In a juvenile delinquency proceeding pursuant to Family Court Act article 3, the appeal is from an order of disposition of the Family Court, Queens County (Bogacz, J.), dated March 1, 2005, which, upon a fact-finding order of the same court dated November 22, 2004, made after a hearing, finding that the appellant committed acts, which, if committed by an adult, would have constituted the crimes of sexual abuse in the first degree, forcible touching (two counts), sexual abuse in the second degree, unlawful imprisonment in the second degree, criminal facilitation in the fourth degree, and assault in the third degree, adjudged her to be a juvenile delinquent and placed her on probation for a period of 12 months. The appeal brings up for review the fact-finding order dated November 22, 2004.

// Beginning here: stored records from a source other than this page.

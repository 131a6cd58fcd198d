// Copyright 2024 Open Nexus OS Contributors
// SPDX-License-Identifier: Apache-2.0

//! Boot-time configuration of the VM core.

use log::LevelFilter;

use crate::diag::log::{default_level, Console};
use crate::memobj::registry::DEFAULT_MAX_MEMORY_OBJECTS;

/// Parameters consumed by [`crate::init`].
#[derive(Clone, Copy, Debug)]
pub struct VmConfig {
    /// Upper bound on simultaneously live memory objects (id space).
    pub max_memory_objects: usize,
    /// Maximum log level enabled at boot.
    pub log_level: LevelFilter,
    /// Console receiving log lines; `None` leaves the log facade untouched.
    pub console: Option<Console>,
}

impl Default for VmConfig {
    fn default() -> Self {
        Self {
            max_memory_objects: DEFAULT_MAX_MEMORY_OBJECTS,
            log_level: default_level(),
            console: None,
        }
    }
}

impl VmConfig {
    pub fn with_console(mut self, console: Console) -> Self {
        self.console = Some(console);
        self
    }

    pub fn with_log_level(mut self, level: LevelFilter) -> Self {
        self.log_level = level;
        self
    }

    pub fn with_max_memory_objects(mut self, max: usize) -> Self {
        self.max_memory_objects = max;
        self
    }
}
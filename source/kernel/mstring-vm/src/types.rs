// Copyright 2024 Open Nexus OS Contributors
// SPDX-License-Identifier: Apache-2.0

//! CONTEXT: Newtypes shared by the VM core (addresses, frame indices, object ids)
//! OWNERS: @kernel-mm-team
//! PUBLIC API: VirtAddr, PageIndex, MemObjId, AsId, TaskId, PortId
//! DEPENDS_ON: mm::{PAGE_SIZE, PAGE_SHIFT}
//! INVARIANTS: VirtAddr is always canonical (48-bit, sign extended); page numbers are 36 bits

use core::fmt;

use crate::mm::{PAGE_SHIFT, PAGE_SIZE};

/// Number of implemented virtual address bits on 4-level x86_64.
const VA_BITS: u32 = 48;
const VA_MASK: u64 = (1 << VA_BITS) - 1;

/// Canonical x86_64 virtual address.
#[derive(Copy, Clone, Debug, PartialEq, Eq, Hash, PartialOrd, Ord)]
#[repr(transparent)]
pub struct VirtAddr(u64);

impl VirtAddr {
    /// Returns `Some` when `addr` is canonical.
    #[inline]
    pub const fn new(addr: u64) -> Option<Self> {
        if is_canonical(addr) {
            Some(Self(addr))
        } else {
            None
        }
    }

    /// Returns `Some` when `addr` is canonical and page aligned.
    #[inline]
    pub const fn page_aligned(addr: u64) -> Option<Self> {
        if addr % PAGE_SIZE as u64 != 0 {
            return None;
        }
        Self::new(addr)
    }

    /// Builds the canonical address of virtual page number `vpn`.
    #[inline]
    pub const fn from_vpn(vpn: u64) -> Self {
        Self(sign_extend((vpn << PAGE_SHIFT) & VA_MASK))
    }

    #[inline]
    pub const fn raw(self) -> u64 {
        self.0
    }

    /// Virtual page number (bits 12..48).
    #[inline]
    pub const fn vpn(self) -> u64 {
        (self.0 & VA_MASK) >> PAGE_SHIFT
    }

    #[inline]
    pub const fn align_down(self) -> Self {
        Self(self.0 & !(PAGE_SIZE as u64 - 1))
    }

    #[inline]
    pub const fn is_page_aligned(self) -> bool {
        self.0 % PAGE_SIZE as u64 == 0
    }

    /// Address `pages` pages above `self`, if it stays canonical and contiguous.
    #[inline]
    pub fn checked_add_pages(self, pages: u64) -> Option<Self> {
        let bytes = pages.checked_mul(PAGE_SIZE as u64)?;
        let addr = self.0.checked_add(bytes)?;
        Self::new(addr)
    }
}

impl fmt::Display for VirtAddr {
    fn fmt(&self, f: &mut fmt::Formatter<'_>) -> fmt::Result {
        write!(f, "{:#x}", self.0)
    }
}

/// Returns `true` when bits 48..64 replicate bit 47.
#[inline]
pub const fn is_canonical(addr: u64) -> bool {
    sign_extend(addr & VA_MASK) == addr
}

const fn sign_extend(addr: u64) -> u64 {
    if addr & (1 << (VA_BITS - 1)) != 0 {
        addr | !VA_MASK
    } else {
        addr
    }
}

/// Physical page frame number.
#[derive(Copy, Clone, Debug, PartialEq, Eq, Hash, PartialOrd, Ord)]
#[repr(transparent)]
pub struct PageIndex(u64);

impl PageIndex {
    /// Largest frame number a PDE can encode (40 bits).
    pub const MAX: u64 = (1 << 40) - 1;

    #[inline]
    pub const fn from_raw(raw: u64) -> Self {
        Self(raw)
    }

    #[inline]
    pub const fn as_raw(self) -> u64 {
        self.0
    }

    /// Physical address of the first byte of the frame.
    #[inline]
    pub const fn phys_addr(self) -> u64 {
        self.0 << PAGE_SHIFT
    }
}

impl fmt::Display for PageIndex {
    fn fmt(&self, f: &mut fmt::Formatter<'_>) -> fmt::Result {
        write!(f, "pfn:{:#x}", self.0)
    }
}

/// Memory object identifier.
///
/// **Ownership**: only `MemObjRegistry` allocates and releases ids.
/// **Invariant**: id 0 is never handed out.
#[derive(Copy, Clone, Debug, PartialEq, Eq, Hash, PartialOrd, Ord)]
#[repr(transparent)]
pub struct MemObjId(u32);

impl MemObjId {
    #[inline]
    pub const fn from_raw(raw: u32) -> Self {
        Self(raw)
    }

    #[inline]
    pub const fn as_raw(self) -> u32 {
        self.0
    }

    #[inline]
    pub const fn as_index(self) -> usize {
        self.0 as usize
    }
}

impl fmt::Display for MemObjId {
    fn fmt(&self, f: &mut fmt::Formatter<'_>) -> fmt::Result {
        write!(f, "{}", self.0)
    }
}

/// Address space identifier, assigned by the task layer.
#[derive(Copy, Clone, Debug, PartialEq, Eq, Hash, PartialOrd, Ord)]
#[repr(transparent)]
pub struct AsId(u32);

impl AsId {
    #[inline]
    pub const fn from_raw(raw: u32) -> Self {
        Self(raw)
    }

    #[inline]
    pub const fn as_raw(self) -> u32 {
        self.0
    }
}

impl fmt::Display for AsId {
    fn fmt(&self, f: &mut fmt::Formatter<'_>) -> fmt::Result {
        write!(f, "{}", self.0)
    }
}

/// Task identifier of a pager server.
#[derive(Copy, Clone, Debug, PartialEq, Eq, Hash, PartialOrd, Ord)]
#[repr(transparent)]
pub struct TaskId(u32);

impl TaskId {
    #[inline]
    pub const fn from_raw(raw: u32) -> Self {
        Self(raw)
    }

    #[inline]
    pub const fn as_raw(self) -> u32 {
        self.0
    }
}

/// IPC port identifier passed by userspace when attaching a backend.
#[derive(Copy, Clone, Debug, PartialEq, Eq, Hash, PartialOrd, Ord)]
#[repr(transparent)]
pub struct PortId(u32);

impl PortId {
    #[inline]
    pub const fn from_raw(raw: u32) -> Self {
        Self(raw)
    }

    #[inline]
    pub const fn as_raw(self) -> u32 {
        self.0
    }
}
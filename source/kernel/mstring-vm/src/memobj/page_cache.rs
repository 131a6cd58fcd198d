// Copyright 2024 Open Nexus OS Contributors
// SPDX-License-Identifier: Apache-2.0

//! Page-cache nature. Only teardown is implemented; file-backed paging is
//! provided by proxy objects.

use super::{MemObjOps, MemObject};
use crate::error::VmResult;

pub(super) struct PageCacheOps;

impl MemObjOps for PageCacheOps {
    fn cleanup(&self, obj: &MemObject) -> VmResult<()> {
        log::trace!(target: "memobj", "MEMOBJ: page cache {} released", obj.id());
        Ok(())
    }
}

ORDERED that the appeal from so much of the order of disposition as placed the appellant on probation for a period of 12 months is dismissed as academic, without costs or disbursements, as the period of probation has expired; and it is further,
ORDERED that the order of disposition is affirmed insofar as reviewed, without costs or disbursements.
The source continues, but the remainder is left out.